Following successes at the battles of Latema Nek and Kahe, Entente forces under the overall command of General Jan Smuts continued their advance southwards into German East Africa. By 17 April 1916, General Van Deventer's 2nd Division had reached the vicinity of the town of Kondoa Irangi - where they made contact with a unit of German Schutztruppe. The 2nd Division succeeded in pushing the enemy back, and captured the town on 19 April. Entente casualties were minimal, whilst 20 Askari and 4 Germans were killed and 30 Askaris captured. Also found were 80 modern rifles with ammunition and a large herd of cattle. Despite low casualties, Van Deventer told the high command that the 2nd Division was exhausted and would be unable to continue the advance for some time. During its advance from Moshi, the division had lost more than 2,000 horses, mostly due to the Tsetse fly. Smuts then ordered van Deventer to consolidate his position at Kondoa Irangi, and reinforcements were brought up to aid this process.

During this period, the rainy season began.
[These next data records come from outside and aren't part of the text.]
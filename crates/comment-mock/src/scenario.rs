//! Scenario parsing
//!
//! A scenario seeds the discussion's comments and declares which calls fail.

use comment_core::{Comment, CommentError, DEFAULT_IDENTITY};
use serde::{Deserialize, Serialize};
use std::collections::HashMap;
use std::path::{Path, PathBuf};
use thiserror::Error;

/// Seed state for a mock discussion
#[derive(Debug, Clone, Serialize, Deserialize)]
pub struct Scenario {
    /// Author id given to comments created during the run
    #[serde(default = "default_author_id")]
    pub author_id: u64,

    /// Existing comments, in the order `list_comments` returns them
    #[serde(default)]
    pub comments: Vec<Comment>,

    /// Failures keyed by `CommentStore` method name
    #[serde(default)]
    pub failures: HashMap<String, FailureSpec>,
}

fn default_author_id() -> u64 {
    DEFAULT_IDENTITY
}

impl Default for Scenario {
    fn default() -> Self {
        Self {
            author_id: DEFAULT_IDENTITY,
            comments: Vec::new(),
            failures: HashMap::new(),
        }
    }
}

/// A failure to return instead of performing the call
#[derive(Debug, Clone, PartialEq, Eq, Serialize, Deserialize)]
pub struct FailureSpec {
    /// HTTP status to simulate. Without one the failure is a transport error.
    #[serde(default)]
    pub status: Option<u16>,

    pub message: String,
}

impl FailureSpec {
    pub fn transport(message: impl Into<String>) -> Self {
        Self {
            status: None,
            message: message.into(),
        }
    }

    pub fn status(status: u16, message: impl Into<String>) -> Self {
        Self {
            status: Some(status),
            message: message.into(),
        }
    }

    /// The error a real backend would surface for this failure
    pub fn to_error(&self) -> CommentError {
        match self.status {
            None => CommentError::Http(self.message.clone()),
            Some(401) => CommentError::Unauthorized,
            Some(404) => CommentError::NotFound(self.message.clone()),
            Some(status) => CommentError::Api {
                status,
                message: self.message.clone(),
            },
        }
    }

    /// Status recorded in the call log; transport failures have none, logged as 0
    pub fn logged_status(&self) -> u16 {
        self.status.unwrap_or(0)
    }
}

#[derive(Debug, Error)]
pub enum ScenarioError {
    #[error("Failed to read scenario file {0}: {1}")]
    Io(PathBuf, std::io::Error),

    #[error("Failed to parse scenario {0}: {1}")]
    Parse(PathBuf, toml::de::Error),
}

impl Scenario {
    /// Load a scenario from a TOML file
    pub fn load(path: &Path) -> Result<Self, ScenarioError> {
        let content =
            std::fs::read_to_string(path).map_err(|e| ScenarioError::Io(path.to_path_buf(), e))?;

        toml::from_str(&content).map_err(|e| ScenarioError::Parse(path.to_path_buf(), e))
    }
}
This caused huge supply problems for the Entente force, as railway bridges were washed away by swollen rivers and roads became impassable. The 2nd Division was completely cut off, and was forced to scavenge for supplies around Kondoa. The result was a fall in health and morale.

==The German Attack==
While Van Deventer was stuck in Kondoa, German commander Paul von Lettow-Vorbeck used the delay to hurriedly reinforce his positions around the town - bringing a large proportion of his total force in from Tjsambara. By early May, around 4,000 German troops had reached the area. The 2nd Division had by this point been weakened by illness and malnutrition and was reduced to just 3,000 men at Kondoa Irangi.

The enemy assault began on 7 May as Lettow-Vorbeck's companies advanced to within 6 miles of Kondoa. Van Deventer withdrew his outlying positions and prepared to defend the centre of the town itself.

On 9 May the German attack commenced once again, starting with an assault on the south-east of the town which began at 7:30 pm. Four separate waves attacked, but all were repulsed with casualties by the 12 South African Regiment. In some places Germans reached the trenches themselves before being forced back by machine gun fire. The attack stopped in the early hours of 10 May having failed to dislodge Van Deventer from the town.
The South Africans finally had to withdraw due to heavy German pressure and occupied the town only after the Germans had already left.

==Aftermath==
After the battle, Lettow-Vorbeck continued to occupy positions in Kondoa for two months, launching sporadic raids on Van Deventer's supply columns and communications, and shelling the South Africans with artillery - including two heavy guns salvaged from SMS Königsberg. Van Deventer was unable to attempt an advance due to a lack of horses and the exhaustion of his whole division. General Smuts sent three further South African Regiments - the 10th, 7th and 8th, to secure the position.
These men arrived on 23 May but were too late to save the initial positions and the town.
In any case, their superior numbers forced von Lettow-Vorbeck to withdraw.